### DESCRIPTION OF THE TASK
Work out how many lines of the listing hold the string "background", then answer with that number and nothing else.

============================================================

//! Message formatting
//!
//! Every log call produces two strings: a display string with color markup for
//! the console, and a plain record for the log file. Both carry the call site.

use std::fmt;
use std::path::Path;
use std::str::FromStr;

use once_cell::sync::Lazy;
use regex::Regex;
use serde::{Deserialize, Serialize};

use super::color::Color;
use super::error::LogError;

/// File label for `Severity::Info`
pub const LOG_LABEL: &str = "Log!    ";
/// File label for `Severity::Warning`
pub const WARNING_LABEL: &str = "Warning!";
/// File label for `Severity::Error`
pub const ERROR_LABEL: &str = "Error!  ";
/// Default label for file-only writes
pub const FILE_ONLY_LABEL: &str = "ToFile! ";

/// Matches display-only markup such as `<color=#FF0000FF>` or `</b>`
static TAG_PATTERN: Lazy<Regex> =
    Lazy::new(|| Regex::new("<(.*?)>").expect("tag pattern is valid"));

/// Severity of a log call
#[derive(Debug, Clone, Copy, PartialEq, Eq, Hash)]
pub enum Severity {
    Info,
    Warning,
    Error,
}

impl Severity {
    /// Fixed-width label written to the log file
    pub fn label(&self) -> &'static str {
        match self {
            Severity::Info => LOG_LABEL,
            Severity::Warning => WARNING_LABEL,
            Severity::Error => ERROR_LABEL,
        }
    }

    /// Title color used when the caller did not pick one
    pub fn default_title_color(&self) -> Color {
        match self {
            Severity::Warning => Color::WHITE,
            Severity::Info | Severity::Error => Color::CLEAR,
        }
    }

    /// Color a title is drawn in. Warnings treat the all-zero color as unset.
    pub fn title_color(&self, requested: Option<Color>) -> Color {
        match requested {
            Some(color) if !(*self == Severity::Warning && color == Color::CLEAR) => color,
            _ => self.default_title_color(),
        }
    }

    pub fn as_str(&self) -> &'static str {
        match self {
            Severity::Info => "info",
            Severity::Warning => "warning",
            Severity::Error => "error",
        }
    }
}

impl fmt::Display for Severity {
    fn fmt(&self, f: &mut fmt::Formatter<'_>) -> fmt::Result {
        f.write_str(self.as_str())
    }
}

/// Where a log call was made
///
/// Usually built by the `call_site!()` macro rather than by hand.
#[derive(Debug, Clone, Copy, PartialEq, Eq)]
pub struct CallSite {
    /// Source path as reported by `file!()`
    pub file: &'static str,
    pub line: u32,
    /// Name of the enclosing function
    pub member: &'static str,
}

impl CallSite {
    pub const fn new(file: &'static str, line: u32, member: &'static str) -> Self {
        Self { file, line, member }
    }

    /// File name component of the source path
    pub fn file_name(&self) -> &str {
        Path::new(self.file)
            .file_name()
            .and_then(|name| name.to_str())
            .unwrap_or(self.file)
    }
}

/// Optional colored tag shown in front of a console message
#[derive(Debug, Clone, PartialEq, Default)]
pub struct Title {
    pub text: String,
    /// `None` falls back to the severity default
    pub color: Option<Color>,
}

impl Title {
    pub fn new(text: impl Into<String>) -> Self {
        Self {
            text: text.into(),
            color: None,
        }
    }

    pub fn colored(text: impl Into<String>, color: Color) -> Self {
        Self {
            text: text.into(),
            color: Some(color),
        }
    }

    pub fn is_empty(&self) -> bool {
        self.text.is_empty()
    }
}

impl From<&str> for Title {
    fn from(text: &str) -> Self {
        Title::new(text)
    }
}

impl From<(&str, Color)> for Title {
    fn from((text, color): (&str, Color)) -> Self {
        Title::colored(text, color)
    }
}

/// Colors for the call-site footer
#[derive(Debug, Clone, Copy, PartialEq)]
pub struct Theme {
    pub source_color: Color,
    pub line_color: Color,
}

impl Theme {
    /// Footer colors readable on a dark console background
    pub fn dark() -> Self {
        Self {
            source_color: Color::from_rgba8(0xFF, 0xFF, 0xFF, 0xFF),
            line_color: Color::from_rgba8(0xB5, 0xB1, 0x80, 0xFF),
        }
    }

    /// Footer colors readable on a light console background
    pub fn light() -> Self {
        Self {
            source_color: Color::from_rgba8(0x1C, 0x1C, 0x1C, 0xFF),
            line_color: Color::from_rgba8(0x04, 0x4B, 0x4B, 0xFF),
        }
    }
}

impl Default for Theme {
    fn default() -> Self {
        Self::dark()
    }
}

/// Named theme, as stored in configuration
#[derive(Debug, Clone, Copy, PartialEq, Eq, Default, Serialize, Deserialize)]
#[serde(rename_all = "lowercase")]
pub enum ThemePreset {
    #[default]
    Dark,
    Light,
}

impl ThemePreset {
    pub fn theme(&self) -> Theme {
        match self {
            ThemePreset::Dark => Theme::dark(),
            ThemePreset::Light => Theme::light(),
        }
    }

    pub fn as_str(&self) -> &'static str {
        match self {
            ThemePreset::Dark => "dark",
            ThemePreset::Light => "light",
        }
    }
}

impl FromStr for ThemePreset {
    type Err = LogError;

    fn from_str(s: &str) -> Result<Self, Self::Err> {
        match s.trim().to_lowercase().as_str() {
            "dark" => Ok(ThemePreset::Dark),
            "light" => Ok(ThemePreset::Light),
            _ => Err(LogError::InvalidTheme(s.to_string())),
        }
    }
}

/// Remove every `<...>` tag from a message
pub fn strip_tags(message: &str) -> String {
    TAG_PATTERN.replace_all(message, "").into_owned()
}

/// Builds the display and file variants of a message
#[derive(Debug, Clone, Copy, Default)]
pub struct MessageFormatter {
    theme: Theme,
}

impl MessageFormatter {
    pub fn new(theme: Theme) -> Self {
        Self { theme }
    }

    pub fn theme(&self) -> &Theme {
        &self.theme
    }

    /// Console text: optional `[title]` tag, the message, then a colored
    /// `file:line member()` footer on its own line
    pub fn format_display(
        &self,
        message: &str,
        title: Option<&Title>,
        severity: Severity,
        site: &CallSite,
    ) -> String {
        let tag = match title {
            Some(title) if !title.is_empty() => {
                let color = severity.title_color(title.color);
                format!("<color={}>[{}]</color>", color, title.text)
            }
            _ => String::new(),
        };

        format!(
            "{} {}\n<color={}><b>{}:</b></color><color={}>{}</color> {}()",
            tag,
            message,
            self.theme.source_color,
            site.file_name(),
            self.theme.line_color,
            site.line,
            site.member
        )
    }

    /// File text: `LABEL (at file:line) member() : message`, tags stripped
    pub fn format_file_record(message: &str, label: &str, site: &CallSite) -> String {
        format!(
            "{} (at {}:{}) {}() : {}",
            label,
            site.file_name(),
            site.line,
            site.member,
            strip_tags(message)
        )
    }
}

============================================================

### ANSWER BOX
2